How soon before/after ACTUAL rad treatments should one do this?

Do I still have time to order the device, learn how to use it, etc?

Or should I just do the tongue depressor trick? (That's what I did following surgery in the hospital to re-learn how to get my mouth open big enough to eat)..Of course, my sister bringing me a pizza didn't hurt either :-)

Actually, the first couple of days, it was torture since I was starving and 'wanted' to eat solid foods so badly, but couldn't...UUgh! I just remember how miserable it was and don't want to repeat this during radiation.
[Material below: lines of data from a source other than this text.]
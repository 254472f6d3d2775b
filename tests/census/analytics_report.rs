use crate::support::{member, with_job, with_qualification};
use census::analytics::AnalyticsReport;
use census::config::{AnalyticsConfig, HouseholdConfig};
use census::model::{
    CredentialId, Education, GroupMembership, HealthRecord, Household, HouseholdId, Occupation,
    OccupationKind, PendingRegistration, Relation, Resident, ResidentId, UserAccount,
};
use census::{
    CensusError, Dashboard, EntityStore, HouseholdListing, HouseholdService, HouseholdSession,
    MemoryStore, ResidentsDirectory, StoreError,
};
use chrono::{NaiveDate, Utc};

fn as_of() -> NaiveDate {
    NaiveDate::from_ymd_opt(2024, 8, 15).unwrap()
}

fn populated_store() -> MemoryStore {
    let store = MemoryStore::new();
    let households = HouseholdService::new(&store, &HouseholdConfig::default());
    let mut session = HouseholdSession::default();

    let head = with_job(member(Relation::Head, 1970), OccupationKind::BusinessOwner, "Grocer");
    households
        .register_member(&mut session, &with_qualification(head, "b.tech", 1992))
        .unwrap();
    let spouse = with_job(member(Relation::Spouse, 1972), OccupationKind::Homemaker, "N/A");
    households
        .register_member(&mut session, &with_qualification(spouse, "10th", 1988))
        .unwrap();
    let son = with_job(member(Relation::Son, 2001), OccupationKind::Employed, "Engineer");
    households
        .register_member(&mut session, &with_qualification(son, "random text", 2023))
        .unwrap();
    households
        .register_member(&mut session, &member(Relation::Daughter, 2015))
        .unwrap();

    households
        .update_household_details(&session, "Temple Road", "Shirva")
        .unwrap();
    store
}

#[test]
fn report_over_a_registered_family() {
    let store = populated_store();
    let report = AnalyticsReport::load(&store, &AnalyticsConfig::default(), as_of()).unwrap();

    let stats = report.occupation.stats;
    assert_eq!((stats.employed, stats.unemployed), (2, 1));
    assert_eq!(stats.rate, 67);
    assert_eq!(report.occupation.top_profession.as_deref(), Some("Grocer"));
    assert_eq!(report.occupation.trend.len(), 5);
    assert_eq!(report.occupation.trend.last().unwrap().year, 2024);

    let levels: Vec<&str> = report
        .education
        .levels
        .iter()
        .map(|c| c.name.as_str())
        .collect();
    assert_eq!(levels, vec!["B.Tech", "Secondary", "Random Text"]);
    // Three of four residents have a qualification.
    assert_eq!(report.education.literacy.overall, 75);

    assert_eq!(report.students.total, 4);
    assert_eq!(report.businesses.entries.len(), 4);
}

#[test]
fn admin_views_read_the_same_data() {
    let store = populated_store();

    let directory = ResidentsDirectory::load(&store).unwrap();
    assert_eq!(directory.rows.len(), 4);
    assert_eq!(directory.search("grocer").len(), 1);

    let listing = HouseholdListing::load(&store).unwrap();
    assert_eq!(listing.chapters, vec!["Shirva"]);
    assert_eq!(listing.filter("temple", Some("Shirva")).len(), 1);

    let dashboard = Dashboard::load(&store, Utc::now()).unwrap();
    assert_eq!(dashboard.counts.total_households, 1);
    assert_eq!(dashboard.counts.total_residents, 4);
    assert_eq!(dashboard.recent_activity.len(), 1);
}

/// Every read fails, as when the database is unreachable.
struct UnreachableStore;

fn down<T>() -> Result<T, StoreError> {
    Err(StoreError::Other("connection refused".into()))
}

impl EntityStore for UnreachableStore {
    fn insert_pending(&self, _: &PendingRegistration) -> Result<(), StoreError> {
        down()
    }
    fn find_pending(&self, _: CredentialId) -> Result<Option<PendingRegistration>, StoreError> {
        down()
    }
    fn list_pending(&self) -> Result<Vec<PendingRegistration>, StoreError> {
        down()
    }
    fn delete_pending(&self, _: CredentialId) -> Result<u64, StoreError> {
        down()
    }
    fn insert_resident(&self, _: &Resident) -> Result<(), StoreError> {
        down()
    }
    fn update_resident(&self, _: &Resident) -> Result<(), StoreError> {
        down()
    }
    fn set_resident_household(&self, _: ResidentId, _: HouseholdId) -> Result<(), StoreError> {
        down()
    }
    fn find_resident(&self, _: ResidentId) -> Result<Option<Resident>, StoreError> {
        down()
    }
    fn list_residents(&self) -> Result<Vec<Resident>, StoreError> {
        down()
    }
    fn residents_in_household(&self, _: HouseholdId) -> Result<Vec<Resident>, StoreError> {
        down()
    }
    fn insert_household(&self, _: &Household) -> Result<(), StoreError> {
        down()
    }
    fn update_household(&self, _: &Household) -> Result<(), StoreError> {
        down()
    }
    fn increment_members(&self, _: HouseholdId) -> Result<(), StoreError> {
        down()
    }
    fn find_household(&self, _: HouseholdId) -> Result<Option<Household>, StoreError> {
        down()
    }
    fn list_households(&self) -> Result<Vec<Household>, StoreError> {
        down()
    }
    fn upsert_education(&self, _: &Education) -> Result<(), StoreError> {
        down()
    }
    fn upsert_occupation(&self, _: &Occupation) -> Result<(), StoreError> {
        down()
    }
    fn upsert_health(&self, _: &HealthRecord) -> Result<(), StoreError> {
        down()
    }
    fn upsert_groups(&self, _: &GroupMembership) -> Result<(), StoreError> {
        down()
    }
    fn find_education(&self, _: ResidentId) -> Result<Option<Education>, StoreError> {
        down()
    }
    fn find_occupation(&self, _: ResidentId) -> Result<Option<Occupation>, StoreError> {
        down()
    }
    fn find_health(&self, _: ResidentId) -> Result<Option<HealthRecord>, StoreError> {
        down()
    }
    fn find_groups(&self, _: ResidentId) -> Result<Option<GroupMembership>, StoreError> {
        down()
    }
    fn list_education(&self) -> Result<Vec<Education>, StoreError> {
        down()
    }
    fn list_occupation(&self) -> Result<Vec<Occupation>, StoreError> {
        down()
    }
    fn list_health(&self) -> Result<Vec<HealthRecord>, StoreError> {
        down()
    }
    fn list_groups(&self) -> Result<Vec<GroupMembership>, StoreError> {
        down()
    }
    fn insert_account(&self, _: &UserAccount) -> Result<(), StoreError> {
        down()
    }
    fn find_account(&self, _: CredentialId) -> Result<Option<UserAccount>, StoreError> {
        down()
    }
    fn list_accounts(&self) -> Result<Vec<UserAccount>, StoreError> {
        down()
    }
    fn count_households(&self) -> Result<u64, StoreError> {
        down()
    }
    fn count_residents(&self) -> Result<u64, StoreError> {
        down()
    }
    fn count_pending(&self) -> Result<u64, StoreError> {
        down()
    }
    fn count_lifemembers(&self) -> Result<u64, StoreError> {
        down()
    }
    fn atomically(
        &self,
        _: &mut dyn FnMut(&dyn EntityStore) -> Result<(), CensusError>,
    ) -> Result<(), CensusError> {
        Err(CensusError::Persistence(StoreError::Other(
            "connection refused".into(),
        )))
    }
}

#[test]
fn unreachable_store_degrades_to_empty_report() {
    let report =
        AnalyticsReport::load_or_default(&UnreachableStore, &AnalyticsConfig::default(), as_of());
    assert_eq!(report.occupation.stats.rate, 0);
    assert!(report.occupation.professions.is_empty());
    assert!(report.occupation.trend.is_empty());
    assert!(report.education.levels.is_empty());
    assert_eq!(report.education.literacy.overall, 0);
    assert!(report.businesses.entries.is_empty());

    assert!(AnalyticsReport::load(&UnreachableStore, &AnalyticsConfig::default(), as_of()).is_err());
}
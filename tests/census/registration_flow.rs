use crate::support::{assert_one_head_per_household, named};
use census::auth::password::MIN_COST;
use census::auth::CredentialProvider;
use census::config::{HouseholdConfig, RegistrationConfig};
use census::model::{Gender, PendingRegistration, Relation, Role};
use census::{
    ApprovalDetails, CensusError, EntityStore, HouseholdService, HouseholdSession,
    MemoryCredentials, MemoryStore, RegistrationForm, Registrations,
};
use chrono::{Duration, NaiveDate, Utc};
use fake::faker::internet::en::SafeEmail;
use fake::faker::name::en::{FirstName, LastName};
use fake::Fake;
use uuid::Uuid;

fn form() -> RegistrationForm {
    RegistrationForm {
        first_name: FirstName().fake(),
        last_name: LastName().fake(),
        email: SafeEmail().fake(),
        password: "correct horse".into(),
        phone_number: "9845012345".into(),
    }
}

fn head_details() -> ApprovalDetails {
    ApprovalDetails {
        gender: Some(Gender::Male),
        date_of_birth: NaiveDate::from_ymd_opt(1968, 11, 30),
        ..ApprovalDetails::default()
    }
}

#[test]
fn approved_user_signs_in_and_adds_family() {
    let store = MemoryStore::new();
    let auth = MemoryCredentials::with_cost(MIN_COST);
    let registrations = Registrations::new(&store, &auth, &RegistrationConfig::default());

    let submitted = form();
    let pending = registrations.submit(&submitted).unwrap();
    assert_eq!(registrations.list_pending().unwrap(), vec![pending.clone()]);

    let approval = registrations.approve(pending.id, &head_details()).unwrap();
    assert!(registrations.list_pending().unwrap().is_empty());
    assert_eq!(approval.account.role, Role::User);

    // The approved user signs in and picks up their household.
    let signed_in = auth.sign_in(&submitted.email, &submitted.password).unwrap();
    let credential = auth.current_user(&signed_in.token).unwrap().unwrap();
    let mut session = HouseholdSession::resume(&store, credential).unwrap();
    assert_eq!(session.current_household(), approval.resident.household_id);

    let households = HouseholdService::new(&store, &HouseholdConfig::default());
    let spouse = households
        .register_member(&mut session, &named("Meera", Relation::Spouse))
        .unwrap();
    assert_eq!(spouse.household_id, approval.resident.household_id);
    assert_one_head_per_household(&store);
}

#[test]
fn pending_list_is_most_recent_first() {
    let store = MemoryStore::new();
    let auth = MemoryCredentials::with_cost(MIN_COST);
    let registrations = Registrations::new(&store, &auth, &RegistrationConfig::default());

    let now = Utc::now();
    let queued = |minutes_ago: i64| PendingRegistration {
        id: Uuid::new_v4(),
        first_name: FirstName().fake(),
        last_name: LastName().fake(),
        email: SafeEmail().fake(),
        phone_number: "9845000000".to_string(),
        registered_at: now - Duration::minutes(minutes_ago),
    };
    let middle = queued(10);
    let oldest = queued(45);
    let newest = queued(1);
    for pending in [&middle, &oldest, &newest] {
        store.insert_pending(pending).unwrap();
    }

    let listed: Vec<_> = registrations
        .list_pending()
        .unwrap()
        .into_iter()
        .map(|p| p.id)
        .collect();
    assert_eq!(listed, vec![newest.id, middle.id, oldest.id]);
}

#[test]
fn reject_is_idempotent() {
    let store = MemoryStore::new();
    let auth = MemoryCredentials::with_cost(MIN_COST);
    let registrations = Registrations::new(&store, &auth, &RegistrationConfig::default());
    let pending = registrations.submit(&form()).unwrap();

    registrations.reject(pending.id).unwrap();
    assert!(registrations.list_pending().unwrap().is_empty());

    registrations.reject(pending.id).unwrap();
    assert!(registrations.list_pending().unwrap().is_empty());
    assert_eq!(store.count_residents().unwrap(), 0);

    let err = registrations.approve(pending.id, &head_details()).unwrap_err();
    assert!(matches!(err, CensusError::NotFound { .. }));
}

#[test]
fn duplicate_email_is_refused_before_anything_is_queued() {
    let store = MemoryStore::new();
    let auth = MemoryCredentials::with_cost(MIN_COST);
    let registrations = Registrations::new(&store, &auth, &RegistrationConfig::default());

    let original = form();
    registrations.submit(&original).unwrap();

    let again = RegistrationForm {
        email: original.email.to_uppercase(),
        ..form()
    };
    let err = registrations.submit(&again).unwrap_err();
    assert_eq!(err.kind(), "duplicate_email");
    assert_eq!(store.count_pending().unwrap(), 1);
}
I already am bracing for the mouth and throat sores/pains from the chemo/radiation combo...In fact, I still have some slight discomfort when swallowing since the surgery, like the muscles aren't the same, or something...It hurts a little under my chin when I swallow, almost like how a pulled muscle, or 'charlie horse' feels, but in my neck/chin area.

Guess it's always something

Hi Michael-my dad has been doing the tongue depressor thing 7 times a day for 5 minutes since BEFORE all of treatments. I say-start now to form the habit. They recommend he do this for one year-he does it religously but now it is difficult because his poor mouth is a mess-he started his 3rd week of rad on Monday-he is down to a liquid diet only- I am in the medical profession and based on recommendations from MD's to PT's-the act of religous stretching of the jaw does the trick. Hey-maybe we can start JAW YOGA!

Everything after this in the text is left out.